Estaba al borde de la silla, sin importar las miradas de las personas que estaban a mi rededor. Estaba emocionada, no podía ocultarlo; quizá un poco nerviosa, pues la víctima no se había comportado de manera habitual e insistía en llevar a Alejandro y a su papá en su automóvil, y no dejarlos en la mitad de una vía, como era su estrategia.
Sus compañeros no tuvieron tiempo suficiente de reaccionar, y atacaron como lo habían planeado. Todo parecía perdido, y yo solamente quería saber qué pasaría después.
El Clan, de Pablo Trapero, era la película que estaba viendo, después de decidirme a entrar a cine sola, algo que nunca había hecho, y que era motivado por ‘el deseo’ de presenciar lo nuevo de la productora.
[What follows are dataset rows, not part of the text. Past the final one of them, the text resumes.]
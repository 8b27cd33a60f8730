mod key;

#[cfg(test)]
mod tests;

use serde::{Deserialize, Serialize};
use std::cmp::Ordering;

// re-exports
pub use key::{Key, KeyError};

///
/// Value
///
/// Dynamic field value carried by records, rows, and predicates.
///
/// Null → the field is present but unset (SQL NULL).
/// List → many-cardinality transport; order is preserved.
///

#[derive(Clone, Debug, Default, Deserialize, PartialEq, Serialize)]
#[serde(untagged)]
pub enum Value {
    #[default]
    Null,
    Bool(bool),
    Int(i64),
    Uint(u64),
    Float(f64),
    Text(String),
    List(Vec<Self>),
}

impl Value {
    #[must_use]
    pub const fn is_null(&self) -> bool {
        matches!(self, Self::Null)
    }

    /// Project this value into a primary/foreign key, if it is key-shaped.
    #[must_use]
    pub fn as_key(&self) -> Option<Key> {
        Key::try_from_value(self).ok()
    }

    #[must_use]
    pub fn as_text(&self) -> Option<&str> {
        match self {
            Self::Text(s) => Some(s),
            _ => None,
        }
    }

    #[must_use]
    #[expect(clippy::cast_precision_loss)]
    pub fn as_f64(&self) -> Option<f64> {
        match self {
            Self::Int(v) => Some(*v as f64),
            Self::Uint(v) => Some(*v as f64),
            Self::Float(v) => Some(*v),
            _ => None,
        }
    }

    /// Compare two values under a total order within one family.
    ///
    /// Integers compare across signedness; integers and floats compare
    /// numerically. Values from different families are not comparable.
    #[must_use]
    pub fn compare(&self, other: &Self) -> Option<Ordering> {
        match (self, other) {
            (Self::Null, Self::Null) => Some(Ordering::Equal),
            (Self::Bool(a), Self::Bool(b)) => Some(a.cmp(b)),
            (Self::Text(a), Self::Text(b)) => Some(a.cmp(b)),
            (Self::Int(a), Self::Int(b)) => Some(a.cmp(b)),
            (Self::Uint(a), Self::Uint(b)) => Some(a.cmp(b)),
            (Self::Int(a), Self::Uint(b)) => Some(i128::from(*a).cmp(&i128::from(*b))),
            (Self::Uint(a), Self::Int(b)) => Some(i128::from(*a).cmp(&i128::from(*b))),
            (Self::List(a), Self::List(b)) => {
                for (left, right) in a.iter().zip(b) {
                    match left.compare(right)? {
                        Ordering::Equal => {}
                        ord => return Some(ord),
                    }
                }
                Some(a.len().cmp(&b.len()))
            }
            (left, right) => {
                let (a, b) = (left.as_f64()?, right.as_f64()?);
                a.partial_cmp(&b)
            }
        }
    }

    /// Equality used by predicate evaluation and key correspondence.
    #[must_use]
    pub fn loose_eq(&self, other: &Self) -> bool {
        self.compare(other) == Some(Ordering::Equal)
    }
}

impl From<bool> for Value {
    fn from(v: bool) -> Self {
        Self::Bool(v)
    }
}

impl From<i32> for Value {
    fn from(v: i32) -> Self {
        Self::Int(i64::from(v))
    }
}

impl From<i64> for Value {
    fn from(v: i64) -> Self {
        Self::Int(v)
    }
}

impl From<u64> for Value {
    fn from(v: u64) -> Self {
        Self::Uint(v)
    }
}

impl From<f64> for Value {
    fn from(v: f64) -> Self {
        Self::Float(v)
    }
}

impl From<&str> for Value {
    fn from(v: &str) -> Self {
        Self::Text(v.to_string())
    }
}

impl From<String> for Value {
    fn from(v: String) -> Self {
        Self::Text(v)
    }
}

impl<T: Into<Self>> From<Option<T>> for Value {
    fn from(v: Option<T>) -> Self {
        v.map_or(Self::Null, Into::into)
    }
}

impl<T: Into<Self>> From<Vec<T>> for Value {
    fn from(v: Vec<T>) -> Self {
        Self::List(v.into_iter().map(Into::into).collect())
    }
}

impl From<Key> for Value {
    fn from(key: Key) -> Self {
        key.into_value()
    }
}

impl From<&Key> for Value {
    fn from(key: &Key) -> Self {
        key.clone().into_value()
    }
}
use crate::value::Value;
use serde::{Deserialize, Serialize};

///
/// FieldDef
/// Runtime field metadata used by projection and validation.
///

#[derive(Clone, Debug, Eq, PartialEq)]
pub struct FieldDef {
    /// Field name as used in predicates, rows, and records.
    pub name: String,
    /// Runtime value shape.
    pub kind: FieldKind,
    /// Whether save-time validation rejects a null or missing value.
    pub required: bool,
}

impl FieldDef {
    #[must_use]
    pub fn new(name: impl Into<String>, kind: FieldKind) -> Self {
        Self {
            name: name.into(),
            kind,
            required: false,
        }
    }

    #[must_use]
    pub const fn required(mut self) -> Self {
        self.required = true;
        self
    }
}

///
/// FieldKind
///
/// Minimal type surface needed by validation.
/// Aligned with `Value` variants; `Any` opts out of shape checks.
///

#[derive(Clone, Copy, Debug, Default, Deserialize, Eq, PartialEq, Serialize)]
#[serde(rename_all = "snake_case")]
pub enum FieldKind {
    #[default]
    Any,
    Bool,
    Int,
    Uint,
    Float,
    Text,
    List,
}

impl FieldKind {
    /// Whether a non-null value has a shape this field accepts.
    #[must_use]
    pub const fn accepts(self, value: &Value) -> bool {
        match (self, value) {
            (_, Value::Null)
            | (Self::Any, _)
            | (Self::Bool, Value::Bool(_))
            | (Self::Int | Self::Uint, Value::Int(_) | Value::Uint(_))
            | (Self::Float, Value::Float(_) | Value::Int(_) | Value::Uint(_))
            | (Self::Text, Value::Text(_))
            | (Self::List, Value::List(_)) => true,
            _ => false,
        }
    }
}
mod plan;
mod predicate;

use serde::{Deserialize, Serialize};

// re-exports
pub use plan::{EagerLoadPlan, EagerLoadSpec, PlanNode};
pub use predicate::{CompareOp, ComparePredicate, FieldPresence, Predicate, Row, eval};

///
/// FindMode
///
/// Result shape requested by a find.
///

#[derive(Clone, Copy, Debug, Default, Deserialize, Eq, PartialEq, Serialize)]
#[serde(rename_all = "snake_case")]
pub enum FindMode {
    #[default]
    All,
    First,
    Count,
}

///
/// Direction
///

#[derive(Clone, Copy, Debug, Default, Deserialize, Eq, PartialEq, Serialize)]
#[serde(rename_all = "snake_case")]
pub enum Direction {
    #[default]
    Asc,
    Desc,
}

///
/// OrderBy
///

#[derive(Clone, Debug, Eq, PartialEq)]
pub struct OrderBy {
    pub field: String,
    pub direction: Direction,
}

///
/// AggregateFn
///

#[derive(Clone, Copy, Debug, Deserialize, Eq, PartialEq, Serialize)]
#[serde(rename_all = "snake_case")]
pub enum AggregateFn {
    Count,
    Sum,
    Min,
    Max,
    Avg,
}

///
/// Selection
///
/// One projected column. Aggregates carry the output name they are
/// materialized under.
///

#[derive(Clone, Debug, Eq, PartialEq)]
pub enum Selection {
    Field(String),
    Aggregate {
        func: AggregateFn,
        field: Option<String>,
        alias: String,
    },
}

impl Selection {
    /// Output column name.
    #[must_use]
    pub fn name(&self) -> &str {
        match self {
            Self::Field(name) => name,
            Self::Aggregate { alias, .. } => alias,
        }
    }
}

///
/// Query
///
/// Per-fetch constraints handed to storage: conditions (a conjunction),
/// projection, ordering, paging, and grouping. The engine treats
/// conditions as opaque and only appends key-membership filters.
///

#[derive(Clone, Debug, Default, PartialEq)]
pub struct Query {
    pub conditions: Vec<Predicate>,
    pub fields: Vec<Selection>,
    pub order: Vec<OrderBy>,
    pub limit: Option<usize>,
    pub offset: Option<usize>,
    pub group: Vec<String>,
}

impl Query {
    #[must_use]
    pub fn new() -> Self {
        Self::default()
    }

    #[must_use]
    pub fn filter(mut self, predicate: Predicate) -> Self {
        self.conditions.push(predicate);
        self
    }

    #[must_use]
    pub fn select(mut self, field: impl Into<String>) -> Self {
        self.fields.push(Selection::Field(field.into()));
        self
    }

    #[must_use]
    pub fn aggregate(
        mut self,
        func: AggregateFn,
        field: Option<&str>,
        alias: impl Into<String>,
    ) -> Self {
        self.fields.push(Selection::Aggregate {
            func,
            field: field.map(str::to_string),
            alias: alias.into(),
        });
        self
    }

    #[must_use]
    pub fn order_by(mut self, field: impl Into<String>, direction: Direction) -> Self {
        self.order.push(OrderBy {
            field: field.into(),
            direction,
        });
        self
    }

    #[must_use]
    pub const fn limit(mut self, limit: usize) -> Self {
        self.limit = Some(limit);
        self
    }

    #[must_use]
    pub const fn offset(mut self, offset: usize) -> Self {
        self.offset = Some(offset);
        self
    }

    #[must_use]
    pub fn group_by(mut self, field: impl Into<String>) -> Self {
        self.group.push(field.into());
        self
    }

    /// Whether this query produces aggregate rows rather than model records.
    #[must_use]
    pub fn is_aggregate(&self) -> bool {
        !self.group.is_empty()
            || self
                .fields
                .iter()
                .any(|sel| matches!(sel, Selection::Aggregate { .. }))
    }

    /// Conditions folded into a single predicate.
    #[must_use]
    pub fn predicate(&self) -> Predicate {
        match self.conditions.as_slice() {
            [] => Predicate::True,
            [single] => single.clone(),
            many => Predicate::And(many.to_vec()),
        }
    }

    /// Ensure a projected query includes `field`. Unprojected queries
    /// already return every field.
    pub(crate) fn ensure_field(&mut self, field: &str) {
        if self.fields.is_empty() || self.fields.iter().any(|sel| sel.name() == field) {
            return;
        }
        self.fields.push(Selection::Field(field.to_string()));
    }

    /// Merge constraints given for the same plan node by two paths.
    /// Conditions accumulate; scalar settings from `other` win when set.
    pub(crate) fn merge(&mut self, other: &Self) {
        self.conditions.extend(other.conditions.iter().cloned());
        for sel in &other.fields {
            if !self.fields.contains(sel) {
                self.fields.push(sel.clone());
            }
        }
        if !other.order.is_empty() {
            self.order.clone_from(&other.order);
        }
        if other.limit.is_some() {
            self.limit = other.limit;
        }
        if other.offset.is_some() {
            self.offset = other.offset;
        }
        if !other.group.is_empty() {
            self.group.clone_from(&other.group);
        }
    }
}

///
/// TESTS
///

#[cfg(test)]
mod tests {
    use super::*;

    #[test]
    fn ensure_field_leaves_full_projection_alone() {
        let mut query = Query::new();
        query.ensure_field("gallery_id");
        assert!(query.fields.is_empty());

        let mut query = Query::new().select("title");
        query.ensure_field("gallery_id");
        query.ensure_field("title");
        assert_eq!(
            query.fields,
            vec![
                Selection::Field("title".into()),
                Selection::Field("gallery_id".into())
            ]
        );
    }

    #[test]
    fn grouping_or_aggregates_mark_query_as_aggregate() {
        assert!(!Query::new().select("id").is_aggregate());
        assert!(Query::new().group_by("gallery_id").is_aggregate());
        assert!(
            Query::new()
                .aggregate(AggregateFn::Count, None, "count")
                .is_aggregate()
        );
    }
}
use crate::{error::InternalError, value::Key};

///
/// NodeOutcome
///

#[derive(Debug)]
pub enum NodeOutcome {
    Inserted,
    Updated,
    /// The node's own write (or one of its link writes) failed.
    Failed(InternalError),
    /// The node was not written because something it depends on failed.
    Skipped(String),
}

impl NodeOutcome {
    #[must_use]
    pub const fn is_ok(&self) -> bool {
        matches!(self, Self::Inserted | Self::Updated)
    }
}

///
/// NodeReport
/// Outcome for one record reached by a save.
///

#[derive(Debug)]
pub struct NodeReport {
    /// Position in the saved graph, e.g. `Galleries.Images[1].Tags[0]`.
    pub path: String,
    pub model: String,
    pub key: Option<Key>,
    pub outcome: NodeOutcome,
}

///
/// SaveOutcome
///

#[derive(Clone, Copy, Debug, Eq, PartialEq)]
pub enum SaveOutcome {
    /// Every reached node was written.
    Saved,
    /// The root was written but at least one other node failed.
    Partial,
    /// The root itself was not written.
    Failed,
    /// Cancellation stopped the walk.
    Cancelled,
}

///
/// SaveReport
///
/// Per-node outcomes of one cascading save, in write order.
///

#[derive(Debug)]
pub struct SaveReport {
    root: String,
    nodes: Vec<NodeReport>,
    join_inserts: u64,
    join_removes: u64,
    cancelled: bool,
}

impl SaveReport {
    pub(crate) fn new(root: &str) -> Self {
        Self {
            root: root.to_string(),
            nodes: Vec::new(),
            join_inserts: 0,
            join_removes: 0,
            cancelled: false,
        }
    }

    pub(crate) fn push(&mut self, node: NodeReport) {
        self.nodes.push(node);
    }

    pub(crate) const fn add_join_delta(&mut self, inserts: u64, removes: u64) {
        self.join_inserts = self.join_inserts.saturating_add(inserts);
        self.join_removes = self.join_removes.saturating_add(removes);
    }

    pub(crate) const fn mark_cancelled(&mut self) {
        self.cancelled = true;
    }

    #[must_use]
    pub const fn is_cancelled(&self) -> bool {
        self.cancelled
    }

    #[must_use]
    pub fn outcome(&self) -> SaveOutcome {
        if self.cancelled {
            return SaveOutcome::Cancelled;
        }
        if self.failures().next().is_none() {
            return SaveOutcome::Saved;
        }
        let root_written = self
            .nodes
            .iter()
            .any(|node| node.path == self.root && node.outcome.is_ok());

        if root_written {
            SaveOutcome::Partial
        } else {
            SaveOutcome::Failed
        }
    }

    #[must_use]
    pub fn is_success(&self) -> bool {
        self.outcome() == SaveOutcome::Saved
    }

    #[must_use]
    pub fn nodes(&self) -> &[NodeReport] {
        &self.nodes
    }

    /// Nodes that failed or were skipped.
    pub fn failures(&self) -> impl Iterator<Item = &NodeReport> {
        self.nodes.iter().filter(|node| !node.outcome.is_ok())
    }

    /// Take the first failure's error, if any.
    #[must_use]
    pub fn into_first_error(self) -> Option<InternalError> {
        self.nodes.into_iter().find_map(|node| match node.outcome {
            NodeOutcome::Failed(err) => Some(err),
            _ => None,
        })
    }

    #[must_use]
    pub const fn join_inserts(&self) -> u64 {
        self.join_inserts
    }

    #[must_use]
    pub const fn join_removes(&self) -> u64 {
        self.join_removes
    }
}
use std::sync::{
    Arc,
    atomic::{AtomicBool, Ordering},
};

///
/// CancelToken
///
/// Cooperative cancellation flag shared between a caller and a running
/// find or save. Executors check it before each storage call.
///

#[derive(Clone, Debug, Default)]
pub struct CancelToken(Arc<AtomicBool>);

impl CancelToken {
    #[must_use]
    pub fn new() -> Self {
        Self::default()
    }

    pub fn cancel(&self) {
        self.0.store(true, Ordering::SeqCst);
    }

    #[must_use]
    pub fn is_cancelled(&self) -> bool {
        self.0.load(Ordering::SeqCst)
    }
}
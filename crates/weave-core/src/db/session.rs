use crate::{
    db::{
        executor::{
            CancelToken, MutationExecutor, PersistenceWalker, QueryResolver, SaveOptions,
            SaveOutcome, SaveReport,
        },
        query::{EagerLoadPlan, EagerLoadSpec, FindMode, Query},
        record::{Record, RecordSet},
        storage::{Row, StorageConnection, StorageOp, TransactionScope},
    },
    error::InternalError,
    model::SchemaCatalog,
    obs::sink::{ExecKind, MetricsSink, Span, with_metrics_sink},
    validate::{RecordValidator, ValidatorSet},
};

///
/// SessionOptions
///

#[derive(Clone, Copy, Debug, Eq, PartialEq)]
pub struct SessionOptions {
    /// Key record sets by primary key.
    pub indexed: bool,
    /// Run the built-in required-field validator on save.
    pub validate_on_save: bool,
}

impl Default for SessionOptions {
    fn default() -> Self {
        Self {
            indexed: true,
            validate_on_save: true,
        }
    }
}

///
/// FindResult
///

#[derive(Clone, Debug, PartialEq)]
pub enum FindResult {
    All(RecordSet),
    First(Option<Record>),
    Count(u64),
}

///
/// DbSession
///
/// Session-scoped handle over one catalog and one storage connection,
/// with policy (debug, metrics, cancellation, validators) and execution
/// routing.
///

pub struct DbSession<'a, S: ?Sized> {
    catalog: &'a SchemaCatalog,
    storage: &'a S,
    options: SessionOptions,
    debug: bool,
    metrics: Option<&'a dyn MetricsSink>,
    cancel: Option<CancelToken>,
    validators: ValidatorSet,
}

impl<'a, S> DbSession<'a, S>
where
    S: StorageConnection + ?Sized,
{
    #[must_use]
    pub fn new(catalog: &'a SchemaCatalog, storage: &'a S) -> Self {
        let options = SessionOptions::default();

        Self {
            catalog,
            storage,
            options,
            debug: false,
            metrics: None,
            cancel: None,
            validators: ValidatorSet::new(options.validate_on_save),
        }
    }

    #[must_use]
    pub const fn debug(mut self) -> Self {
        self.debug = true;
        self
    }

    #[must_use]
    pub const fn metrics_sink(mut self, sink: &'a dyn MetricsSink) -> Self {
        self.metrics = Some(sink);
        self
    }

    #[must_use]
    pub fn options(mut self, options: SessionOptions) -> Self {
        self.options = options;
        self.validators.set_builtin(options.validate_on_save);
        self
    }

    #[must_use]
    pub fn cancel_token(mut self, token: CancelToken) -> Self {
        self.cancel = Some(token);
        self
    }

    /// Register a save-time validator for one model.
    #[must_use]
    pub fn validator(mut self, model: &str, validator: impl RecordValidator + 'static) -> Self {
        self.validators.register(model, Box::new(validator));
        self
    }

    #[must_use]
    pub const fn catalog(&self) -> &'a SchemaCatalog {
        self.catalog
    }

    fn with_metrics<T>(&self, f: impl FnOnce() -> T) -> T {
        if let Some(sink) = self.metrics {
            with_metrics_sink(sink, f)
        } else {
            f()
        }
    }

    fn resolver(&self) -> QueryResolver<'_, S> {
        let resolver = QueryResolver::new(self.catalog, self.storage)
            .indexed(self.options.indexed)
            .debug(self.debug);
        match &self.cancel {
            Some(token) => resolver.cancel_token(token),
            None => resolver,
        }
    }

    fn walker(&self) -> PersistenceWalker<'_, S> {
        let walker = PersistenceWalker::new(self.catalog, self.storage)
            .validators(&self.validators)
            .debug(self.debug);
        match &self.cancel {
            Some(token) => walker.cancel_token(token),
            None => walker,
        }
    }

    fn mutator(&self) -> MutationExecutor<'_, S> {
        let mutator = MutationExecutor::new(self.catalog, self.storage).debug(self.debug);
        match &self.cancel {
            Some(token) => mutator.cancel_token(token),
            None => mutator,
        }
    }

    // ---------------------------------------------------------------------
    // Reads
    // ---------------------------------------------------------------------

    /// Root records of `model` matching `query`, with `with` eager-loaded.
    pub fn find(
        &self,
        model: &str,
        query: &Query,
        with: &EagerLoadSpec,
    ) -> Result<RecordSet, InternalError> {
        self.with_metrics(|| -> Result<_, InternalError> {
            let mut span = Span::new(ExecKind::Find, model);
            let plan = EagerLoadPlan::compile(self.catalog, model, with)?;
            let set = self.resolver().resolve(query, &plan)?;
            span.set_rows(set.len() as u64);

            Ok(set)
        })
    }

    /// First root record, if any.
    pub fn find_first(
        &self,
        model: &str,
        query: &Query,
        with: &EagerLoadSpec,
    ) -> Result<Option<Record>, InternalError> {
        self.with_metrics(|| -> Result<_, InternalError> {
            let mut span = Span::new(ExecKind::Find, model);
            let plan = EagerLoadPlan::compile(self.catalog, model, with)?;
            let first = self.resolver().resolve_first(query, &plan)?;
            span.set_rows(u64::from(first.is_some()));

            Ok(first)
        })
    }

    /// Number of `model` rows matching the conditions of `query`.
    pub fn count(&self, model: &str, query: &Query) -> Result<u64, InternalError> {
        self.with_metrics(|| -> Result<_, InternalError> {
            let _span = Span::new(ExecKind::Find, model);
            self.resolver().count(model, query)
        })
    }

    /// Dispatch on [`FindMode`].
    pub fn find_mode(
        &self,
        mode: FindMode,
        model: &str,
        query: &Query,
        with: &EagerLoadSpec,
    ) -> Result<FindResult, InternalError> {
        match mode {
            FindMode::All => self.find(model, query, with).map(FindResult::All),
            FindMode::First => self.find_first(model, query, with).map(FindResult::First),
            FindMode::Count => self.count(model, query).map(FindResult::Count),
        }
    }

    // ---------------------------------------------------------------------
    // Writes
    // ---------------------------------------------------------------------

    /// Persist `record` and whatever `options` cascades into.
    pub fn save(
        &self,
        record: &mut Record,
        options: &SaveOptions,
    ) -> Result<SaveReport, InternalError> {
        self.with_metrics(|| -> Result<_, InternalError> {
            let mut span = Span::new(ExecKind::Save, record.model());
            let report = self.walker().save(record, options)?;
            span.set_rows(report.nodes().iter().filter(|n| n.outcome.is_ok()).count() as u64);

            Ok(report)
        })
    }

    /// Save every root record of a set; one report per root, in set order.
    ///
    /// Preflight errors abort before the first root is written.
    pub fn save_all(
        &self,
        set: &mut RecordSet,
        options: &SaveOptions,
    ) -> Result<Vec<SaveReport>, InternalError> {
        let mut reports = Vec::with_capacity(set.len());
        for record in set.iter_mut() {
            let report = self.save(record, options)?;
            let cancelled = report.is_cancelled();
            reports.push(report);
            if cancelled {
                break;
            }
        }
        set.reindex()?;

        Ok(reports)
    }

    /// Delete one persisted record and every join row referencing it.
    pub fn delete(&self, record: &mut Record) -> Result<bool, InternalError> {
        self.with_metrics(|| -> Result<_, InternalError> {
            let mut span = Span::new(ExecKind::Delete, record.model());
            let deleted = self.mutator().delete_record(record)?;
            span.set_rows(u64::from(deleted));

            Ok(deleted)
        })
    }

    /// Delete every `model` row matching `query`; returns rows removed.
    pub fn remove(&self, model: &str, query: &Query) -> Result<u64, InternalError> {
        self.with_metrics(|| -> Result<_, InternalError> {
            let mut span = Span::new(ExecKind::Delete, model);
            let removed = self.mutator().delete_where(model, query)?;
            span.set_rows(removed);

            Ok(removed)
        })
    }

    /// Apply `changes` to every `model` row matching `query`.
    pub fn update_all(
        &self,
        model: &str,
        changes: &Row,
        query: &Query,
    ) -> Result<u64, InternalError> {
        self.with_metrics(|| -> Result<_, InternalError> {
            let mut span = Span::new(ExecKind::Save, model);
            let updated = self.mutator().update_where(model, changes, query)?;
            span.set_rows(updated);

            Ok(updated)
        })
    }
}

impl<S> DbSession<'_, S>
where
    S: StorageConnection + TransactionScope + ?Sized,
{
    /// Save inside one storage transaction: commit only when every node
    /// was written, otherwise roll back.
    ///
    /// The in-memory record graph is not rewound on rollback; keys assigned
    /// during the attempt remain on the records.
    pub fn save_atomic(
        &self,
        record: &mut Record,
        options: &SaveOptions,
    ) -> Result<SaveReport, InternalError> {
        let model = record.model().to_string();
        self.storage
            .begin()
            .map_err(|err| InternalError::storage(&model, StorageOp::Begin, err))?;

        let report = match self.save(record, options) {
            Ok(report) => report,
            Err(err) => {
                self.storage
                    .rollback()
                    .map_err(|e| InternalError::storage(&model, StorageOp::Rollback, e))?;
                return Err(err);
            }
        };

        if report.outcome() == SaveOutcome::Saved {
            self.storage
                .commit()
                .map_err(|err| InternalError::storage(&model, StorageOp::Commit, err))?;
        } else {
            self.storage
                .rollback()
                .map_err(|err| InternalError::storage(&model, StorageOp::Rollback, err))?;
        }

        Ok(report)
    }
}
//! Engine surface: records, queries and eager-load plans, the storage
//! contract, executors, and the session that routes between them.

pub mod executor;
pub mod query;
pub mod record;
pub mod session;
pub mod storage;

// re-exports
pub use executor::{
    CancelToken, Cascade, Hydrator, NodeOutcome, NodeReport, PersistenceWalker, QueryResolver,
    SaveOptions, SaveOutcome, SaveReport,
};
pub use query::{EagerLoadPlan, EagerLoadSpec, FindMode, PlanNode, Query};
pub use record::{Record, RecordSet, RelationSlot};
pub use session::{DbSession, FindResult, SessionOptions};
pub use storage::{
    JoinRow, MemoryStorage, Row, StorageConnection, StorageError, StorageOp, TransactionScope,
};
Guillermo Francella, el protagonista de esta historia inspirada en hechos de la vida real, también era una de las razones para estar allí, ya que su presencia parece una garantía de calidad para los filmes.
Su personaje, Arquímedes Puccio, es el líder de una familia tradicional que obtiene sustento del secuestro de civiles, en una habitación de su propia casa, con su familia como testigo.
Un hombre sereno, frío y calculador; con la mirada parca ante la tragedia, la compasión ausente y el descaro arraigado en cada una de sus acciones.
Esa historia, en la que padres e hijos son cómplices de la crueldad, sin que esta parezca tener ningún efecto en su vida, como si toda la situación fuera natural o inexistente, me tenía capturada.
El inicio no da pistas de lo que sucederá, pero se encarga de presentar detalladamente a Alejandro Puccio, uno de los hijos de la familia, que es una estrella del rugby, que está enamorado y que lleva una vida casi perfecta, empañada únicamente por ese oscuro secreto.
La angustia de conocer las macabras decisiones de su padre, el miedo de ser sorprendido y la incapacidad de denunciar los hechos o de abstenerse a participar de los raptos son interpretados magistralmente por el joven actor Peter Lanzani.
Su complicidad y su tormento fueron fácilmente palpables. En los momentos en que se llevaban a cabo los crímenes, podía sentir la adrenalina, que se incrementaba gracias a la música rock que acompaña esas escenas.
Precisamente, esas variaciones musicales, que en algún momento parecen darle un toque sarcástico a lo que se proyecta en la pantalla, inyectan suspenso y dibujan al personaje de Alejandro como el mayor prisionero de esa realidad.
Por su parte, el guión traza con calidad un paralelo permanente entre familia ideal y delincuentes, manteniendo en vilo al espectador hasta la última la escena, que se convierte en un éxito, gracias a lo inesperado de los hechos.
El final es su punto de éxtasis. La emoción quedó en lo más alto, y bajar de allí necesitaba de unos cuantos minutos frente a los créditos.
Un nuevo clásico latinoamericano que pone al espectador en los zapatos del villano, que contrasta el suspenso del thriller, con la tensión del drama, y que demuestra que para hacer el mal, también se necesita lealtad.